>>

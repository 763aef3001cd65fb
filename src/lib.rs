pub mod adapters;
pub mod config;
pub mod core;
pub mod domain;
pub mod utils;

#[cfg(feature = "cli")]
pub use config::cli::CliArgs;

pub use adapters::{http::HttpGateway, storage::LocalStorage};
pub use config::{AppConfig, FlowConfig};
pub use core::flow::WebhookFlow;
pub use domain::model::{FlowReport, Registration};
pub use utils::error::{Result, SolverError};
pub mod extract;
pub mod flow;
pub mod queries;
pub mod selector;

pub use crate::domain::ports::{Storage, WebhookGateway};
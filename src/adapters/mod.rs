// Adapters layer: concrete implementations of the domain ports.

pub mod http;
pub mod storage;
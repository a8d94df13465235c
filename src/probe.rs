//! HTTP probing of site endpoints

use crate::errors::{CollectorError, Result};
use crate::status::Status;
use async_trait::async_trait;
use reqwest::{Client, StatusCode};
use std::time::Duration;
use tokio::time::timeout;
use tracing::{debug, warn};

/// Checks a single target and reports a binary outcome.
///
/// Failures are data: implementations never return an error, they report
/// `Status::Error`.
#[async_trait]
pub trait Prober: Send + Sync {
    async fn probe(&self, target: &str) -> Status;
}

/// Probes targets with a single HTTP GET
#[derive(Debug, Clone)]
pub struct HttpProber {
    client: Client,
    timeout: Duration,
}

impl HttpProber {
    pub fn new(http_timeout: Duration) -> Result<Self> {
        let client = Client::builder()
            .timeout(http_timeout)
            .user_agent(format!("status_collector/{}", env!("CARGO_PKG_VERSION")))
            .build()
            .map_err(CollectorError::Http)?;

        Ok(Self {
            client,
            timeout: http_timeout,
        })
    }

    /// Single attempt against `target`; `Ok` only for a 200 response.
    ///
    /// The response is dropped before returning, which releases the connection.
    pub async fn check(&self, target: &str) -> Result<()> {
        let response = timeout(self.timeout, self.client.get(target).send())
            .await
            .map_err(|_| CollectorError::Probe(format!("request to {} timed out", target)))?
            .map_err(CollectorError::Http)?;

        let status = response.status();
        drop(response);

        if status == StatusCode::OK {
            Ok(())
        } else {
            Err(CollectorError::Probe(format!(
                "{} responded with {}",
                target, status
            )))
        }
    }
}

#[async_trait]
impl Prober for HttpProber {
    async fn probe(&self, target: &str) -> Status {
        match self.check(target).await {
            Ok(()) => {
                debug!("Probe of {} succeeded", target);
                Status::Success
            }
            Err(e) => {
                warn!("Probe of {} failed: {}", target, e);
                Status::Error
            }
        }
    }
}
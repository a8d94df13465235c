//! Status Page Collector Library
//!
//! This library probes configured HTTP endpoints, reduces them into group
//! statuses, and maintains a bounded per-site and per-group status history
//! as CSV files for a status page renderer.

pub mod config;
pub mod collector;
pub mod log_format;
pub mod log_store;
pub mod aggregator;
pub mod probe;
pub mod status;
pub mod errors;

pub use config::{Config, Settings};
pub use collector::{StatusCollector, RunReport, GroupReport, SiteReport};
pub use log_store::{LogStore, RecordOutcome};
pub use probe::{Prober, HttpProber};
pub use status::{Status, StatusEntry};
pub use errors::{CollectorError, Result};
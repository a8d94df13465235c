//! Configuration management for the status collector

use crate::errors::{CollectorError, Result};
use clap::Parser;
use serde::{Deserialize, Serialize};
use std::collections::HashSet;
use std::fs;
use std::path::{Path, PathBuf};
use std::time::Duration;

/// Process settings; every value has a default so the binary runs without flags
#[derive(Debug, Clone, Parser)]
#[command(name = "status_collector", version, about = "Probe configured sites and update their status logs")]
pub struct Settings {
    /// Status page configuration document (YAML, or JSON with a .json extension)
    #[arg(long = "config", env = "STATUS_CONFIG_PATH", default_value = "config.yml")]
    pub config_path: PathBuf,

    /// Directory holding one log file per site and group
    #[arg(long, env = "STATUS_LOGS_DIR", default_value = "logs")]
    pub logs_dir: PathBuf,

    /// Per-probe HTTP timeout
    #[arg(long, env = "PROBE_TIMEOUT_SECONDS", default_value_t = 30)]
    pub probe_timeout_seconds: u64,
}

impl Settings {
    pub fn probe_timeout(&self) -> Duration {
        Duration::from_secs(self.probe_timeout_seconds)
    }
}

#[derive(Debug, Clone, Default, Serialize, Deserialize, PartialEq)]
pub struct Config {
    #[serde(default)]
    pub owner: String,

    #[serde(default)]
    pub repo: String,

    /// Metadata for the status page renderer
    #[serde(rename = "status-website", default)]
    pub status_website: StatusWebsite,

    #[serde(default)]
    pub groups: Vec<Group>,
}

#[derive(Debug, Clone, Default, Serialize, Deserialize, PartialEq)]
pub struct StatusWebsite {
    #[serde(default)]
    pub cname: String,

    #[serde(rename = "logoUrl", default)]
    pub logo_url: String,

    #[serde(default)]
    pub name: String,
}

#[derive(Debug, Clone, Serialize, Deserialize, PartialEq)]
pub struct Group {
    #[serde(default)]
    pub name: String,

    #[serde(default)]
    pub slug: String,

    #[serde(default)]
    pub sites: Vec<Site>,
}

#[derive(Debug, Clone, Serialize, Deserialize, PartialEq)]
pub struct Site {
    #[serde(default)]
    pub name: String,

    /// Probe target URL
    #[serde(default)]
    pub desc: String,

    #[serde(default)]
    pub slug: String,
}

impl Config {
    /// Load the document at `path`; a `.json` extension selects JSON, anything else YAML
    pub fn from_file(path: impl AsRef<Path>) -> Result<Self> {
        let path = path.as_ref();
        let data = fs::read_to_string(path).map_err(|e| {
            CollectorError::Config(format!("cannot read {}: {}", path.display(), e))
        })?;

        let is_json = path
            .extension()
            .is_some_and(|ext| ext.eq_ignore_ascii_case("json"));

        let config = if is_json {
            Self::from_json(&data)
        } else {
            Self::from_yaml(&data)
        };

        config.map_err(|e| CollectorError::Config(format!("cannot parse {}: {}", path.display(), e)))
    }

    pub fn from_yaml(data: &str) -> Result<Self> {
        Ok(serde_yaml::from_str(data)?)
    }

    pub fn from_json(data: &str) -> Result<Self> {
        Ok(serde_json::from_str(data)?)
    }

    /// Validate the configuration
    pub fn validate(&self) -> std::result::Result<(), String> {
        let mut seen = HashSet::new();

        for group in &self.groups {
            validate_slug(&group.slug).map_err(|e| format!("group '{}': {}", group.name, e))?;
            if !seen.insert(group.slug.as_str()) {
                return Err(format!("slug '{}' is used more than once", group.slug));
            }

            for site in &group.sites {
                validate_slug(&site.slug).map_err(|e| format!("site '{}': {}", site.name, e))?;
                if !seen.insert(site.slug.as_str()) {
                    return Err(format!("slug '{}' is used more than once", site.slug));
                }
            }
        }

        Ok(())
    }

    pub fn site_count(&self) -> usize {
        self.groups.iter().map(|g| g.sites.len()).sum()
    }
}

/// Slugs become file stems inside the logs directory
fn validate_slug(slug: &str) -> std::result::Result<(), String> {
    if slug.is_empty() {
        return Err("slug cannot be empty".to_string());
    }

    if slug.starts_with('.') {
        return Err(format!("slug '{}' cannot start with '.'", slug));
    }

    if slug
        .chars()
        .any(|c| c == '/' || c == '\\' || c.is_control())
    {
        return Err(format!("slug '{}' is not a valid file name", slug));
    }

    Ok(())
}
//! Parsing and rendering of the `time,status` entity log format

use crate::errors::{CollectorError, Result};
use crate::status::{Status, StatusEntry};
use chrono::{DateTime, Utc};
use std::path::Path;

pub const HEADER: &str = "time,status";

/// Parse the content of an entity log.
///
/// `path` is only used for error context. A zero-byte file is an empty log;
/// otherwise the first non-blank line must be the header.
pub fn parse_log(path: &Path, content: &str) -> Result<Vec<StatusEntry>> {
    let mut entries = Vec::new();
    let mut header_seen = false;

    for (index, raw) in content.lines().enumerate() {
        let line_no = index + 1;
        let line = raw.trim_end_matches('\r');
        if line.trim().is_empty() {
            continue;
        }

        let fields = split_record(line);
        if fields.len() != 2 {
            return Err(CollectorError::corruption(
                path,
                line_no,
                format!("expected 2 columns, found {}", fields.len()),
            ));
        }

        if !header_seen {
            if fields[0] != "time" || fields[1] != "status" {
                return Err(CollectorError::corruption(
                    path,
                    line_no,
                    format!("expected header '{}'", HEADER),
                ));
            }
            header_seen = true;
            continue;
        }

        let time = parse_timestamp(fields[0]).ok_or_else(|| {
            CollectorError::corruption(path, line_no, format!("invalid timestamp '{}'", fields[0]))
        })?;
        let status = fields[1]
            .parse::<Status>()
            .map_err(|reason| CollectorError::corruption(path, line_no, reason))?;

        entries.push(StatusEntry::new(time, status));
    }

    Ok(entries)
}

/// Render entries with a header row, one `\n`-terminated line per entry.
pub fn render_log(entries: &[StatusEntry]) -> String {
    let mut out = String::with_capacity(HEADER.len() + 1 + entries.len() * 30);
    out.push_str(HEADER);
    out.push('\n');
    for entry in entries {
        out.push_str(&entry.formatted_time());
        out.push(',');
        out.push_str(entry.status.as_str());
        out.push('\n');
    }
    out
}

/// Parse an RFC3339 timestamp into UTC
pub fn parse_timestamp(value: &str) -> Option<DateTime<Utc>> {
    DateTime::parse_from_rfc3339(value)
        .ok()
        .map(|dt| dt.with_timezone(&Utc))
}

fn split_record(line: &str) -> Vec<&str> {
    line.split(',').map(unquote).collect()
}

fn unquote(field: &str) -> &str {
    field
        .strip_prefix('"')
        .and_then(|f| f.strip_suffix('"'))
        .unwrap_or(field)
}
//! Run driver: probe every site, aggregate groups, record history

use crate::aggregator::aggregate;
use crate::config::Config;
use crate::errors::{CollectorError, Result};
use crate::log_store::LogStore;
use crate::probe::Prober;
use crate::status::Status;

use chrono::{DateTime, Utc};
use serde::Serialize;
use tracing::{info, instrument};
use uuid::Uuid;

/// Orchestrates one pass over the configured groups
pub struct StatusCollector<P: Prober> {
    config: Config,
    store: LogStore,
    prober: P,
    run_id: String,
}

/// Result of one run
#[derive(Debug, Clone, Serialize)]
pub struct RunReport {
    pub run_id: String,
    pub started_at: DateTime<Utc>,
    pub groups: Vec<GroupReport>,
}

#[derive(Debug, Clone, Serialize)]
pub struct GroupReport {
    pub name: String,
    pub slug: String,
    pub status: Status,
    pub appended: bool,
    pub sites: Vec<SiteReport>,
}

#[derive(Debug, Clone, Serialize)]
pub struct SiteReport {
    pub name: String,
    pub slug: String,
    pub status: Status,
    pub appended: bool,
}

impl RunReport {
    pub fn site_count(&self) -> usize {
        self.groups.iter().map(|g| g.sites.len()).sum()
    }

    pub fn failing_sites(&self) -> Vec<&str> {
        self.groups
            .iter()
            .flat_map(|g| g.sites.iter())
            .filter(|s| !s.status.is_success())
            .map(|s| s.slug.as_str())
            .collect()
    }
}

impl<P: Prober> StatusCollector<P> {
    /// Create a collector; the config is validated before anything is probed
    pub fn new(config: Config, store: LogStore, prober: P) -> Result<Self> {
        config.validate().map_err(CollectorError::Config)?;

        Ok(Self {
            config,
            store,
            prober,
            run_id: Uuid::new_v4().to_string(),
        })
    }

    pub fn run_id(&self) -> &str {
        &self.run_id
    }

    /// Probe every site in config order and record site and group statuses.
    ///
    /// `now` is shared by every record of the run. Any log error aborts the run.
    #[instrument(skip(self), fields(run_id = %self.run_id))]
    pub async fn run(&self, now: DateTime<Utc>) -> Result<RunReport> {
        info!(
            "Starting run over {} groups, {} sites",
            self.config.groups.len(),
            self.config.site_count()
        );

        let mut groups = Vec::with_capacity(self.config.groups.len());

        for group in &self.config.groups {
            let mut sites = Vec::with_capacity(group.sites.len());

            for site in &group.sites {
                let status = self.prober.probe(&site.desc).await;
                let outcome = self.store.record(&site.slug, now, status)?;

                sites.push(SiteReport {
                    name: site.name.clone(),
                    slug: site.slug.clone(),
                    status,
                    appended: outcome.appended,
                });
            }

            let status = aggregate(sites.iter().map(|s| s.status));
            let outcome = self.store.record(&group.slug, now, status)?;

            info!(
                group = %group.slug,
                status = %status,
                appended = outcome.appended,
                "Group {} is {}",
                group.name,
                status
            );

            groups.push(GroupReport {
                name: group.name.clone(),
                slug: group.slug.clone(),
                status,
                appended: outcome.appended,
                sites,
            });
        }

        Ok(RunReport {
            run_id: self.run_id.clone(),
            started_at: now,
            groups,
        })
    }
}
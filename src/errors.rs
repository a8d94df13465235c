//! Error types for the status collector

use std::fmt;
use std::path::PathBuf;

pub type Result<T> = std::result::Result<T, CollectorError>;

#[derive(Debug)]
pub enum CollectorError {
    /// IO operation failed
    Io(std::io::Error),

    /// HTTP client or transport failure
    Http(reqwest::Error),

    /// YAML config decoding failed
    Yaml(serde_yaml::Error),

    /// JSON config decoding failed
    Json(serde_json::Error),

    /// Configuration error
    Config(String),

    /// Probe target answered with something other than 200, or timed out
    Probe(String),

    /// Existing entity log could not be parsed
    LogCorruption {
        path: PathBuf,
        line: usize,
        reason: String,
    },

    /// Entity log could not be created or replaced
    LogWrite {
        path: PathBuf,
        source: std::io::Error,
    },
}

impl fmt::Display for CollectorError {
    fn fmt(&self, f: &mut fmt::Formatter<'_>) -> fmt::Result {
        match self {
            CollectorError::Io(err) => write!(f, "IO error: {}", err),
            CollectorError::Http(err) => write!(f, "HTTP error: {}", err),
            CollectorError::Yaml(err) => write!(f, "YAML error: {}", err),
            CollectorError::Json(err) => write!(f, "JSON error: {}", err),
            CollectorError::Config(msg) => write!(f, "Configuration error: {}", msg),
            CollectorError::Probe(msg) => write!(f, "Probe error: {}", msg),
            CollectorError::LogCorruption { path, line, reason } => write!(
                f,
                "Corrupted log {} at line {}: {}",
                path.display(),
                line,
                reason
            ),
            CollectorError::LogWrite { path, source } => {
                write!(f, "Failed to write log {}: {}", path.display(), source)
            }
        }
    }
}

impl std::error::Error for CollectorError {
    fn source(&self) -> Option<&(dyn std::error::Error + 'static)> {
        match self {
            CollectorError::Io(err) => Some(err),
            CollectorError::Http(err) => Some(err),
            CollectorError::Yaml(err) => Some(err),
            CollectorError::Json(err) => Some(err),
            CollectorError::LogWrite { source, .. } => Some(source),
            _ => None,
        }
    }
}

impl From<std::io::Error> for CollectorError {
    fn from(err: std::io::Error) -> Self {
        CollectorError::Io(err)
    }
}

impl From<reqwest::Error> for CollectorError {
    fn from(err: reqwest::Error) -> Self {
        CollectorError::Http(err)
    }
}

impl From<serde_yaml::Error> for CollectorError {
    fn from(err: serde_yaml::Error) -> Self {
        CollectorError::Yaml(err)
    }
}

impl From<serde_json::Error> for CollectorError {
    fn from(err: serde_json::Error) -> Self {
        CollectorError::Json(err)
    }
}

impl CollectorError {
    pub(crate) fn log_write(path: impl Into<PathBuf>, source: std::io::Error) -> Self {
        CollectorError::LogWrite {
            path: path.into(),
            source,
        }
    }

    pub(crate) fn corruption(path: impl Into<PathBuf>, line: usize, reason: impl Into<String>) -> Self {
        CollectorError::LogCorruption {
            path: path.into(),
            line,
            reason: reason.into(),
        }
    }
}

<<

■ TASK BRIEF
Could you restate word for word the lines above, from the one that contains "pub mod collector;" through the one that contains "use std::fs;", and no others?

■ YOUR RESPONSE
pub mod collector;
pub mod log_format;
pub mod log_store;
pub mod aggregator;
pub mod probe;
pub mod status;
pub mod errors;

pub use config::{Config, Settings};
pub use collector::{StatusCollector, RunReport, GroupReport, SiteReport};
pub use log_store::{LogStore, RecordOutcome};
pub use probe::{Prober, HttpProber};
pub use status::{Status, StatusEntry};
pub use errors::{CollectorError, Result};
repository a8d94df13465235c
//! Configuration management for the status collector

use crate::errors::{CollectorError, Result};
use clap::Parser;
use serde::{Deserialize, Serialize};
use std::collections::HashSet;
use std::fs;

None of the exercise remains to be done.